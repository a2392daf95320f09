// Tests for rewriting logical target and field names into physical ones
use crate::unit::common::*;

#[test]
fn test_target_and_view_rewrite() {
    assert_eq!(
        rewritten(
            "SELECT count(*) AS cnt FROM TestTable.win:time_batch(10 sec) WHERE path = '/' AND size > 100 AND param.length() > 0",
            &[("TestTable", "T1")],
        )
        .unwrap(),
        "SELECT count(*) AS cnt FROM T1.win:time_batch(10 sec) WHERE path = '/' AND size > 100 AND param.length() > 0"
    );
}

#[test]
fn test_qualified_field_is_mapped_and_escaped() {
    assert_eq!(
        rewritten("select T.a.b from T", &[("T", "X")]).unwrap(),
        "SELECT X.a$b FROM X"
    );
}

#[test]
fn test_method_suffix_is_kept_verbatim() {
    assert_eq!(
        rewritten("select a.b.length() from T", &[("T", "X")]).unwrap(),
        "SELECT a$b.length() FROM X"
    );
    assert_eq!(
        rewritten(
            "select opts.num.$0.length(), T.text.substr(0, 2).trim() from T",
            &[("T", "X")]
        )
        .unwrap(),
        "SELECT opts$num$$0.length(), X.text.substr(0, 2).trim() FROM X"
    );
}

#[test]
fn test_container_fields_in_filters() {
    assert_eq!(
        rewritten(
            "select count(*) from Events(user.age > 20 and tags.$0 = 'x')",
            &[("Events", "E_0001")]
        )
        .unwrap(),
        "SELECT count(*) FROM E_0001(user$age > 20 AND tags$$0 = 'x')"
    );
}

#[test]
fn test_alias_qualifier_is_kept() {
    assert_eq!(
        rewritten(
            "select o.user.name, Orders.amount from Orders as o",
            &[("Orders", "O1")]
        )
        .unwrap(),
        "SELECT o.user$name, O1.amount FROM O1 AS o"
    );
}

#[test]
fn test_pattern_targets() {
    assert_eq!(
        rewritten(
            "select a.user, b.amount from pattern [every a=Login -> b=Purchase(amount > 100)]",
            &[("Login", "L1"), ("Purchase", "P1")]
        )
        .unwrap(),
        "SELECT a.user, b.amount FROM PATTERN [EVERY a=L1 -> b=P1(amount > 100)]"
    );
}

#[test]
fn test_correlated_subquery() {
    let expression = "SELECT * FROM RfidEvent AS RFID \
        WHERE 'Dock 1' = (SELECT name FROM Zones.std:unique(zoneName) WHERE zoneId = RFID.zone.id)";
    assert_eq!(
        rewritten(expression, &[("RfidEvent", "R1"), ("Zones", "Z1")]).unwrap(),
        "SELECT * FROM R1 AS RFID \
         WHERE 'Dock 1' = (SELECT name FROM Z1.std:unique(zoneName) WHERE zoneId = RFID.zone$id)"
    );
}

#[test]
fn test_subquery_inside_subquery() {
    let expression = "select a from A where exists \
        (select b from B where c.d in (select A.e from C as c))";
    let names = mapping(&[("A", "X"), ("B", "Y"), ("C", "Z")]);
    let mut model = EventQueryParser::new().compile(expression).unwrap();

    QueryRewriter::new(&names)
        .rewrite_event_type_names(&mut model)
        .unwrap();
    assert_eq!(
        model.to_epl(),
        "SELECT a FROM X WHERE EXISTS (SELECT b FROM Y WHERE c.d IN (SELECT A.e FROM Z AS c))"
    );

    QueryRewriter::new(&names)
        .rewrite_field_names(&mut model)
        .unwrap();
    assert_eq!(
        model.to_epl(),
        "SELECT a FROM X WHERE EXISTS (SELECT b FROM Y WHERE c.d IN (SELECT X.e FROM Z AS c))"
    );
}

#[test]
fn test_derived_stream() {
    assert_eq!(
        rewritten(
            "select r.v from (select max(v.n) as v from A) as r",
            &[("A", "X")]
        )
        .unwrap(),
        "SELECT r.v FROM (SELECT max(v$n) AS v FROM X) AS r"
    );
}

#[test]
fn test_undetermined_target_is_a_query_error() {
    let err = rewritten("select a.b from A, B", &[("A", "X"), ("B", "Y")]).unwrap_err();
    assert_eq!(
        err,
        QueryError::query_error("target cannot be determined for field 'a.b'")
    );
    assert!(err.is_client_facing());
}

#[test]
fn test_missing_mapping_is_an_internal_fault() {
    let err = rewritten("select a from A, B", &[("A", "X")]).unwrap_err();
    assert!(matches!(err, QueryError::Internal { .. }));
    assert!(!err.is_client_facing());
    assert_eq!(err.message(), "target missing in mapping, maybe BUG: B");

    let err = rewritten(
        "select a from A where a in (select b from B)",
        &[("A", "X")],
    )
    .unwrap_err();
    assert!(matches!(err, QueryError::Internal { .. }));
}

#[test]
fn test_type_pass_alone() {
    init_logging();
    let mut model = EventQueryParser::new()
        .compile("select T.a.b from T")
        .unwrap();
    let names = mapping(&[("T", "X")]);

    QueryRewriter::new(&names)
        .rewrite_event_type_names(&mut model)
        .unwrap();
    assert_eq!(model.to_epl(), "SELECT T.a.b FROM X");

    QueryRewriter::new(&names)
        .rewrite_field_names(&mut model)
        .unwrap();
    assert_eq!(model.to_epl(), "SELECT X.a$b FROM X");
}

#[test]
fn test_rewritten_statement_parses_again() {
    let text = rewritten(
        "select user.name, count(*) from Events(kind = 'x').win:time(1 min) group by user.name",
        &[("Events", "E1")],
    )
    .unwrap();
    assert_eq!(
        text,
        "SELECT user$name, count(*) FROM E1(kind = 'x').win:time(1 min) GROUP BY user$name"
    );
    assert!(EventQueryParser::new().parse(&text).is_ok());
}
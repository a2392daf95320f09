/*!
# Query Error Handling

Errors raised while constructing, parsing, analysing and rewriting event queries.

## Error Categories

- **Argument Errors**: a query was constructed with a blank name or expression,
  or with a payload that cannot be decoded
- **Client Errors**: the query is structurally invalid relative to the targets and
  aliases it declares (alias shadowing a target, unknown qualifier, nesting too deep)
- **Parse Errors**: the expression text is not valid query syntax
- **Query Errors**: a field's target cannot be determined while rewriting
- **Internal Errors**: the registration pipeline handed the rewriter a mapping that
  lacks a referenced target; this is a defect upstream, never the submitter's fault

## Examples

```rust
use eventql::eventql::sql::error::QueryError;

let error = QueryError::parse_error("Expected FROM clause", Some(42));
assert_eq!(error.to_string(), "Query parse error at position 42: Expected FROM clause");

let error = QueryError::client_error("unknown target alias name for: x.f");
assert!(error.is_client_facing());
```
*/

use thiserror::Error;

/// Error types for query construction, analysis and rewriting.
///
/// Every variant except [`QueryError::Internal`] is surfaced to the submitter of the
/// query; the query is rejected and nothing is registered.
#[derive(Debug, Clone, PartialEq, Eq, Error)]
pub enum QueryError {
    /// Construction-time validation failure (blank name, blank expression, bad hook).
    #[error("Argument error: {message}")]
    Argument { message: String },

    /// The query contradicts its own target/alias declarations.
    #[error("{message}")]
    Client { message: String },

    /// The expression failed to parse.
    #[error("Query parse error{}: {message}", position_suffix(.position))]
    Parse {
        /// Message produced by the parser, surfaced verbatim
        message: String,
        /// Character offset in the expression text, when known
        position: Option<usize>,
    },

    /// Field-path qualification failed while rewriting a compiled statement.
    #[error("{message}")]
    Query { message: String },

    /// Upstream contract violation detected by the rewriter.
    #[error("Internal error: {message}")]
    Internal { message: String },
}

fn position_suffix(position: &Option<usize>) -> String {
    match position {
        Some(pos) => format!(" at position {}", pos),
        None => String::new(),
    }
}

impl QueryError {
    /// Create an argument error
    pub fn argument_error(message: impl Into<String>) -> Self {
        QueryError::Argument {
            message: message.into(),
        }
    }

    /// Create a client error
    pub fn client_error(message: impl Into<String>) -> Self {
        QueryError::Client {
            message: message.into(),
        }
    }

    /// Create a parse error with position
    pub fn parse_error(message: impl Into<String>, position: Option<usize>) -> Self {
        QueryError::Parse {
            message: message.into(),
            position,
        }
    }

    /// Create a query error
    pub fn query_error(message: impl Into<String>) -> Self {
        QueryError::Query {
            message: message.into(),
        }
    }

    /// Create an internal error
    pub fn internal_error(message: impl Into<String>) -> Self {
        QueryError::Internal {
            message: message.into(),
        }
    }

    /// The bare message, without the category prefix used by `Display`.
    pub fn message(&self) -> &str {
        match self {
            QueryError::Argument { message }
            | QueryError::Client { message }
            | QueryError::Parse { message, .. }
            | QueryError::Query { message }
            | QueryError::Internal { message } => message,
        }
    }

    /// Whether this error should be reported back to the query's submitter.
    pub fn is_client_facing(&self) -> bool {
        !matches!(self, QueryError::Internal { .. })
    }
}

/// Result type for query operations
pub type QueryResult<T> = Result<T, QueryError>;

════

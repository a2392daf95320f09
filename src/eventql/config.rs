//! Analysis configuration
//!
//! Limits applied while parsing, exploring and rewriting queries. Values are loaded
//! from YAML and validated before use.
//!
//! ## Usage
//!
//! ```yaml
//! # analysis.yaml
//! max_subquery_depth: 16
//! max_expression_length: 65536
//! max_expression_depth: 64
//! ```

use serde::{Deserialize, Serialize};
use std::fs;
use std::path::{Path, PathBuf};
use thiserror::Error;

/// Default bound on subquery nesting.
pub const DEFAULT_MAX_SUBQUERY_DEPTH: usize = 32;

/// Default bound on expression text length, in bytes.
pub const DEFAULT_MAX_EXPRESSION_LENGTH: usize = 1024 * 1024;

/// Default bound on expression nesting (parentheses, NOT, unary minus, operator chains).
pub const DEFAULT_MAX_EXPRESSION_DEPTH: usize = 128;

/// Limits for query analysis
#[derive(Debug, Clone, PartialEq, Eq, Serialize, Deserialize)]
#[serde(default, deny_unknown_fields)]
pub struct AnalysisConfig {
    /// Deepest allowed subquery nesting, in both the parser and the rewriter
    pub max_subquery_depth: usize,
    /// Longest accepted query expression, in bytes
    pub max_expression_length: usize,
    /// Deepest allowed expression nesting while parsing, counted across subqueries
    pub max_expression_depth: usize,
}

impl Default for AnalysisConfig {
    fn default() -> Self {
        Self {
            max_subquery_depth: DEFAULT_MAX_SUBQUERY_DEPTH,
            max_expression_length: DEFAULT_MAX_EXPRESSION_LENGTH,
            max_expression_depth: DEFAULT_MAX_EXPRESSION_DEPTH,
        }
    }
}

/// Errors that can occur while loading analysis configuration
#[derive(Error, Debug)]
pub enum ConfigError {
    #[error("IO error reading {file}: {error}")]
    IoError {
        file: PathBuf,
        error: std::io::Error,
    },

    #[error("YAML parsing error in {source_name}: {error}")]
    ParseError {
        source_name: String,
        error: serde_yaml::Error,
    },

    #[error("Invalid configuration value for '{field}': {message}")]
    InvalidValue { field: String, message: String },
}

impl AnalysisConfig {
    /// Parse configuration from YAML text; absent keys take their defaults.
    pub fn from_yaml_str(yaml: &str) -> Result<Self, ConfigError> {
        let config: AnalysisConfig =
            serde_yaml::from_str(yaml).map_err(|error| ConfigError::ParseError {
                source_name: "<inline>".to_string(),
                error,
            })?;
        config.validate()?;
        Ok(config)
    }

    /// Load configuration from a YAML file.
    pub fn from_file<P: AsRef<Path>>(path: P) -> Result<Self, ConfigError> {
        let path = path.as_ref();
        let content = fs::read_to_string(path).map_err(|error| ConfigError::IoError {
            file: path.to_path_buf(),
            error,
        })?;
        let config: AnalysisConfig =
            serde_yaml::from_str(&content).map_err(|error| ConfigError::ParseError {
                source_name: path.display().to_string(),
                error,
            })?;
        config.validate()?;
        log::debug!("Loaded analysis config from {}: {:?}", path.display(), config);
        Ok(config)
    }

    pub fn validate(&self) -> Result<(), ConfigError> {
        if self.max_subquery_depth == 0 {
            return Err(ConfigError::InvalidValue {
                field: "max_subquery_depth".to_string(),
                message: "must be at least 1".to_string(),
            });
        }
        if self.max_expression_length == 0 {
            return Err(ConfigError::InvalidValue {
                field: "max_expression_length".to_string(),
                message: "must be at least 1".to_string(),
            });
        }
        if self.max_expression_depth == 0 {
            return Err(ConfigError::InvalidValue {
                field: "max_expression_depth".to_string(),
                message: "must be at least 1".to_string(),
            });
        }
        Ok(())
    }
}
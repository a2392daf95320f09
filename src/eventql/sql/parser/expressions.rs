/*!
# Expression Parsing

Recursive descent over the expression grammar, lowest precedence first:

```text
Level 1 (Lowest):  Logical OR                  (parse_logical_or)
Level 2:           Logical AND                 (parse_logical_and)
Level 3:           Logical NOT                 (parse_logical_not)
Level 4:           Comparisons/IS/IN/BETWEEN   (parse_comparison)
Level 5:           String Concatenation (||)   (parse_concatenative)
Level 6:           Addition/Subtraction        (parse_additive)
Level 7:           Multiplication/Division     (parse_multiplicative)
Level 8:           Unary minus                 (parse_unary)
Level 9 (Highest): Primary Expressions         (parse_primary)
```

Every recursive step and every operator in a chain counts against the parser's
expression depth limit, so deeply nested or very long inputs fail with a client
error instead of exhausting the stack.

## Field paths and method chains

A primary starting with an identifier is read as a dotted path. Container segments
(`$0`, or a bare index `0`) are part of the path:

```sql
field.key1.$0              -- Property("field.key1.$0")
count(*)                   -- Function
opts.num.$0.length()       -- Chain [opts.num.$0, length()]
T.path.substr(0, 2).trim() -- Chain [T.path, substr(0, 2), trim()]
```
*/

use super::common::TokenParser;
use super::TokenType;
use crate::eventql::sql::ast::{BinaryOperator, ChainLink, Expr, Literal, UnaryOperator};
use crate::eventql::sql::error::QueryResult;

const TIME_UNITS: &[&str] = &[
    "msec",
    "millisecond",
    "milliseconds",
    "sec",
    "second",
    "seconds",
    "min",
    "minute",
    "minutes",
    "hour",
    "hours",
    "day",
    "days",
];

════

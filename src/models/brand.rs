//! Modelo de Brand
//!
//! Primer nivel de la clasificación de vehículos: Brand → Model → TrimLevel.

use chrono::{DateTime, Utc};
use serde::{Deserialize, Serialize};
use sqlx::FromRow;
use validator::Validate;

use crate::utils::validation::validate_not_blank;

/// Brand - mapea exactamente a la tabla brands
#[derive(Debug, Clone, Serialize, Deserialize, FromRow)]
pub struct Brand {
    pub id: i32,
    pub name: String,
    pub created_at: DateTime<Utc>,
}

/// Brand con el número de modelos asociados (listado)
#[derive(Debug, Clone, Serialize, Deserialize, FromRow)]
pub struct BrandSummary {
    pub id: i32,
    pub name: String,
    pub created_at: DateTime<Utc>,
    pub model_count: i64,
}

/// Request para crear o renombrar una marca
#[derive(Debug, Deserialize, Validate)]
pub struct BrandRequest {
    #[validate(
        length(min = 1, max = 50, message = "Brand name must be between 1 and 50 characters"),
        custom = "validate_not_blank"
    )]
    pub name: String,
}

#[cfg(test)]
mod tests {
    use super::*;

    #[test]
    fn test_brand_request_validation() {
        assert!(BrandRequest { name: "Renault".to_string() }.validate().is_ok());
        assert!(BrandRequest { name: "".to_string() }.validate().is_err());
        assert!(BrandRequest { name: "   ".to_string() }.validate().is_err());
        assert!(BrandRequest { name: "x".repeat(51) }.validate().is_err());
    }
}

════

• What you should do: Lines containing the word "content": copy each of them from the material.

• Written answer:
        let content = fs::read_to_string(path).map_err(|error| ConfigError::IoError {
            serde_yaml::from_str(&content).map_err(|error| ConfigError::ParseError {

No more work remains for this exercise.